— Extracted material —
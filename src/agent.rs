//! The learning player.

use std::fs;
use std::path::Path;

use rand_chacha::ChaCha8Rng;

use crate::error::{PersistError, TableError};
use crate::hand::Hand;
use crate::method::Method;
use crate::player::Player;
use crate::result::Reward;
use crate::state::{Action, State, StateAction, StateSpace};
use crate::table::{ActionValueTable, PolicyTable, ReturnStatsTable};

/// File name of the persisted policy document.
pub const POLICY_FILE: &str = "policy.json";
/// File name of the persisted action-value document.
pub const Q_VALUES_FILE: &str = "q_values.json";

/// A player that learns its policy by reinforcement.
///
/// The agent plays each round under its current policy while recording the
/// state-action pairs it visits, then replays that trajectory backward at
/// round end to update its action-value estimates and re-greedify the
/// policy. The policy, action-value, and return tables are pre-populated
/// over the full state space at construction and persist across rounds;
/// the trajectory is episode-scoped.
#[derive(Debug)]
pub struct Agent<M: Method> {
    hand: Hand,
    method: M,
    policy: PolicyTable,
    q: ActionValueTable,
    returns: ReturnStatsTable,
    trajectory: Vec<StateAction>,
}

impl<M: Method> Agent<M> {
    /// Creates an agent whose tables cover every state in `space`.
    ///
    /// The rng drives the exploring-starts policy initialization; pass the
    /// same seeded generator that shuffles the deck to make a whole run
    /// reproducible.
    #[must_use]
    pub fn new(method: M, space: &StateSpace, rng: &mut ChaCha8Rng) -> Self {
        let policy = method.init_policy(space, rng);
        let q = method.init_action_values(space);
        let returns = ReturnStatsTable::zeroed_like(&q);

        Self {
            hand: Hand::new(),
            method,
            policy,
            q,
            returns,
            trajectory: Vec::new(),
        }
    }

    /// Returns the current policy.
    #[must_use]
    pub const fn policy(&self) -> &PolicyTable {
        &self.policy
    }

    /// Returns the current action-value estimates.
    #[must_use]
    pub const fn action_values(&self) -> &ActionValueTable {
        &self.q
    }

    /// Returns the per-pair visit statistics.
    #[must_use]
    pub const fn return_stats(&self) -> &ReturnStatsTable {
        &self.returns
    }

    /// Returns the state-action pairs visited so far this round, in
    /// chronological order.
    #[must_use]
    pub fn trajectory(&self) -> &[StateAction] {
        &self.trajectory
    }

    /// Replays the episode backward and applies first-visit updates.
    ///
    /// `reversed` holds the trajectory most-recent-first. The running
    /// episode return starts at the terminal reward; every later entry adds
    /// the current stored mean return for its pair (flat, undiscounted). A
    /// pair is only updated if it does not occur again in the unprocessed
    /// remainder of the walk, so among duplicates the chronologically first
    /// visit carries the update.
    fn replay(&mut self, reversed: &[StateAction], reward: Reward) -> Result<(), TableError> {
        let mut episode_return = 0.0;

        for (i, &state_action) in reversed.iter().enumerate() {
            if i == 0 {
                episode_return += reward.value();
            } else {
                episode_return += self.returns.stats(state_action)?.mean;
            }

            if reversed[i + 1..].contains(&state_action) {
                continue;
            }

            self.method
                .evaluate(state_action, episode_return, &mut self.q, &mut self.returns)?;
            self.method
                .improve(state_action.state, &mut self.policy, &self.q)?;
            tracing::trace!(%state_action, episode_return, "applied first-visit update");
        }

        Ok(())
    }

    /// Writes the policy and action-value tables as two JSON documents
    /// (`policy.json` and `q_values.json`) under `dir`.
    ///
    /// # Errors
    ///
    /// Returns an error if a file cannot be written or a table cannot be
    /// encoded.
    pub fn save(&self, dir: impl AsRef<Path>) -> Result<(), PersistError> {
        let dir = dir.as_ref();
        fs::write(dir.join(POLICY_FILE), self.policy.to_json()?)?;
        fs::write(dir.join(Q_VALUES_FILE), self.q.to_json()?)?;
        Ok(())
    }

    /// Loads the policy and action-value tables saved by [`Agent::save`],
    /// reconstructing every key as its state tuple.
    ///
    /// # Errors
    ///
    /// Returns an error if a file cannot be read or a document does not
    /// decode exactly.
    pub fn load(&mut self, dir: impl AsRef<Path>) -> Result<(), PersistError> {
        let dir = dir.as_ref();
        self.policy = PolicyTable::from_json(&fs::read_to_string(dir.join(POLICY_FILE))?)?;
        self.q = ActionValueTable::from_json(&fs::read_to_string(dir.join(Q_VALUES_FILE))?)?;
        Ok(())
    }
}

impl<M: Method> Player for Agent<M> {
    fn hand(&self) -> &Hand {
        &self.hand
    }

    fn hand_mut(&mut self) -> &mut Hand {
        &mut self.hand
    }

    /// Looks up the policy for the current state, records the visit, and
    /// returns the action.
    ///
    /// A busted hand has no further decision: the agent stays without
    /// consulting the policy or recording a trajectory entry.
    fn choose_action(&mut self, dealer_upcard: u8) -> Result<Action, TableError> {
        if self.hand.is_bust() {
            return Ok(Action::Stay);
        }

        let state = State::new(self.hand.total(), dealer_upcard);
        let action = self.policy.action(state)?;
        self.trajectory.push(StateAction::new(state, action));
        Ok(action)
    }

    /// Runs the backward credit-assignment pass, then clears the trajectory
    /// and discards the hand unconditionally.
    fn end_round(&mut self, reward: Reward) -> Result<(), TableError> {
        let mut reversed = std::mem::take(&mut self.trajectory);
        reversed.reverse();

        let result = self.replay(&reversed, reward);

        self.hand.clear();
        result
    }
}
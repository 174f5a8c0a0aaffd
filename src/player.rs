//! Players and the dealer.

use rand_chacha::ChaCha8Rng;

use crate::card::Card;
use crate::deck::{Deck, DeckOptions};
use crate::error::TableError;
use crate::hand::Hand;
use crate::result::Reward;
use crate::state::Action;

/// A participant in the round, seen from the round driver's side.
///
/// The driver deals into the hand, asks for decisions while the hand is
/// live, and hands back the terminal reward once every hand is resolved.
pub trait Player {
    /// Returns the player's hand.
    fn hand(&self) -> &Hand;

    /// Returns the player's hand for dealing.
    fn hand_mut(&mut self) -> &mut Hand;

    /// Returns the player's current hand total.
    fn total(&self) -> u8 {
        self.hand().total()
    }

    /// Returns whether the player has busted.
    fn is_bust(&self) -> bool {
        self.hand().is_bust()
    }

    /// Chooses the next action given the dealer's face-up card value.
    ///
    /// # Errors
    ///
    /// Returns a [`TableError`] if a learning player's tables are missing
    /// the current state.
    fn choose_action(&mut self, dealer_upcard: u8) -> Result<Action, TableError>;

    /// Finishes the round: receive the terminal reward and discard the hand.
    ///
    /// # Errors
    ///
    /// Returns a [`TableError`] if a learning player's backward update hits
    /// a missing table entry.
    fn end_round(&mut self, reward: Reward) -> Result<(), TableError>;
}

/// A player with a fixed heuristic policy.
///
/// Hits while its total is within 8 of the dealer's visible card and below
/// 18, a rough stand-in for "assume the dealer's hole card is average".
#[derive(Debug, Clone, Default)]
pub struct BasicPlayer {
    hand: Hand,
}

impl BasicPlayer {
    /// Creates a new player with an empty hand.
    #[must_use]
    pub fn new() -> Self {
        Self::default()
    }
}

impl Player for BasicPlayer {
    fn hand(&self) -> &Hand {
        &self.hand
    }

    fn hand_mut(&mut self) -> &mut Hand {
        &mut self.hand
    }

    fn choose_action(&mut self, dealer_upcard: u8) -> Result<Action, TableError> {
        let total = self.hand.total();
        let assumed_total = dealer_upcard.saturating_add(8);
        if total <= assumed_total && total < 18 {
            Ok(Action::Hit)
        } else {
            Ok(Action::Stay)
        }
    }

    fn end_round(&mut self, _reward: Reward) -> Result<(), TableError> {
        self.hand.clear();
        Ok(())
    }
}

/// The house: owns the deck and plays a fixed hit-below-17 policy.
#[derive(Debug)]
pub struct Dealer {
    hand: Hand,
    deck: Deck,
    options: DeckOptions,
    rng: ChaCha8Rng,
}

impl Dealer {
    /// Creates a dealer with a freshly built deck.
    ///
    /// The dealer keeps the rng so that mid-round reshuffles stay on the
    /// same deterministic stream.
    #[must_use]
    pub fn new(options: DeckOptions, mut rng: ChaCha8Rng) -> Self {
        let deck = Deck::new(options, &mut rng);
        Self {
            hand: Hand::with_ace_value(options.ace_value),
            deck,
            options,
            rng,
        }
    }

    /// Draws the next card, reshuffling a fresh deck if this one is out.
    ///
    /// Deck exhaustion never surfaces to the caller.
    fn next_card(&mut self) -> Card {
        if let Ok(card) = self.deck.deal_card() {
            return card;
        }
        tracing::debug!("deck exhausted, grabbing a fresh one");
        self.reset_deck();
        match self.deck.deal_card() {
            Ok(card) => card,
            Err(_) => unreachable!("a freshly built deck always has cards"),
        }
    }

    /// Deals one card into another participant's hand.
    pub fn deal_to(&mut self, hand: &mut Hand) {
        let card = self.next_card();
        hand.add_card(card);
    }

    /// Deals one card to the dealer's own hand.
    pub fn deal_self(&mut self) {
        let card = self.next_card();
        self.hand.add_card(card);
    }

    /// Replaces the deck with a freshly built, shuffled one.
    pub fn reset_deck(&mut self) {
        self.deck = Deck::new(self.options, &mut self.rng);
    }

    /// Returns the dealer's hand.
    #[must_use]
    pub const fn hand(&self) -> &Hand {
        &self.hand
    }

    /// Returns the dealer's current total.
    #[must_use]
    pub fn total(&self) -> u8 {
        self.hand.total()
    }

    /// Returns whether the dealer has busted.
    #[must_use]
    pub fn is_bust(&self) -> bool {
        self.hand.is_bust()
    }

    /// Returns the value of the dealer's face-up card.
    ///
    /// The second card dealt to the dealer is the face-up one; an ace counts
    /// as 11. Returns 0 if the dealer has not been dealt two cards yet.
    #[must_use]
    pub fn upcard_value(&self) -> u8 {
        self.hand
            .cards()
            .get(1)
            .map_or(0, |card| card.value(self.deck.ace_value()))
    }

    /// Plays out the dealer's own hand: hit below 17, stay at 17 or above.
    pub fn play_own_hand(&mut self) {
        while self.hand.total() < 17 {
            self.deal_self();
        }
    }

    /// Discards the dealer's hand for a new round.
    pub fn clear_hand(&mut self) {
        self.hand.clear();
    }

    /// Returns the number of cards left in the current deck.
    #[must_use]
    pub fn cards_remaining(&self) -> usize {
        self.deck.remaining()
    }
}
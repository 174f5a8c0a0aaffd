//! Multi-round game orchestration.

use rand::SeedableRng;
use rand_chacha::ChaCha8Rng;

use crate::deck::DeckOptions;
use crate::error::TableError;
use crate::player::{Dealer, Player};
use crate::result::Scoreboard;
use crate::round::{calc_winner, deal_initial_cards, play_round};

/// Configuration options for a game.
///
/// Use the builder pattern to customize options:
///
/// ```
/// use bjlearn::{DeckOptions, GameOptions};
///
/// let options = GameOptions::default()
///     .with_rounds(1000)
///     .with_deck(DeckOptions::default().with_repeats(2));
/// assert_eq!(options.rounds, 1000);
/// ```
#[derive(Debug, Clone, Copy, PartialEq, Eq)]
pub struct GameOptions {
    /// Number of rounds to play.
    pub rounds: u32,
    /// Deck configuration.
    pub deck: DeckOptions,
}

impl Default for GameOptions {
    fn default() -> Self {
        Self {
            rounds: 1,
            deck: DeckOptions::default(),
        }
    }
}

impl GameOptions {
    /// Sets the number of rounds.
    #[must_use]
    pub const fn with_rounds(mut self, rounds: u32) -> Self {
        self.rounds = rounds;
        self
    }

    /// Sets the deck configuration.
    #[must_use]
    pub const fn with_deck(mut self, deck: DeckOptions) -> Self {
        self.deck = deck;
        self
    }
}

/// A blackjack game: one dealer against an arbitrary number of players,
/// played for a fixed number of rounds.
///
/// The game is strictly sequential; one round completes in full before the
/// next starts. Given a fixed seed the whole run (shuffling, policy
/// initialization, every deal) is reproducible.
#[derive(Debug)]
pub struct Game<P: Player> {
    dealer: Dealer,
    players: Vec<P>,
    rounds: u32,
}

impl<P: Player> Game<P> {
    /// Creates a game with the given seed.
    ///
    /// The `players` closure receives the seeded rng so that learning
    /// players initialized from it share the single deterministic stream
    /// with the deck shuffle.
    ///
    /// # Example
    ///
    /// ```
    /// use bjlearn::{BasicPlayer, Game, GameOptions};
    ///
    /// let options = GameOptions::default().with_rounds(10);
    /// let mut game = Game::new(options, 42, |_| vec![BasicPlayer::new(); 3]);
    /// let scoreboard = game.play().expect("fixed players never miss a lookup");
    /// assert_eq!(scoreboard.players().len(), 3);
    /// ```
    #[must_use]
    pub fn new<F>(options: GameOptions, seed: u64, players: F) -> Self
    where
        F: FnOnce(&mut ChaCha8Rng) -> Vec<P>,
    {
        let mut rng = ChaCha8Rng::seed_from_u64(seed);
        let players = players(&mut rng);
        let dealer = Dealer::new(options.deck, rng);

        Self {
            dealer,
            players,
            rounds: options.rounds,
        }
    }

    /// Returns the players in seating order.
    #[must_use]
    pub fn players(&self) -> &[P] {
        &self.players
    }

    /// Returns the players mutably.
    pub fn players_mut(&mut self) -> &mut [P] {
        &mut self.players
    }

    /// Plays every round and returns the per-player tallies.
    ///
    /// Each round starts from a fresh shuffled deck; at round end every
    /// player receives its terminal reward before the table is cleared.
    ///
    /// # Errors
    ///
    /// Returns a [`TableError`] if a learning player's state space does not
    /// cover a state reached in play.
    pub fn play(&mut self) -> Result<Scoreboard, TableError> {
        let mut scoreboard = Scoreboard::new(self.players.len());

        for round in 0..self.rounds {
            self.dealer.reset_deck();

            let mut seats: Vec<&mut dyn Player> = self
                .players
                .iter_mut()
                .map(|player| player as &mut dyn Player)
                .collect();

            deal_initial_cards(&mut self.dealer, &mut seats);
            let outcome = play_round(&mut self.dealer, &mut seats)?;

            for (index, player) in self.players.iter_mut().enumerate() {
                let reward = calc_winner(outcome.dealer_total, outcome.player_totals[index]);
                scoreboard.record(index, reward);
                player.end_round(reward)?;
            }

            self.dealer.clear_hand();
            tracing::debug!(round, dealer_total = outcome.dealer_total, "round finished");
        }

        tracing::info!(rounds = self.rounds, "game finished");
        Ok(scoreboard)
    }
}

— Problem description —
Reproduce every line from the preceding data in which the word "stream" can be found.

— Task result —
    /// same deterministic stream.
    /// players initialized from it share the single deterministic stream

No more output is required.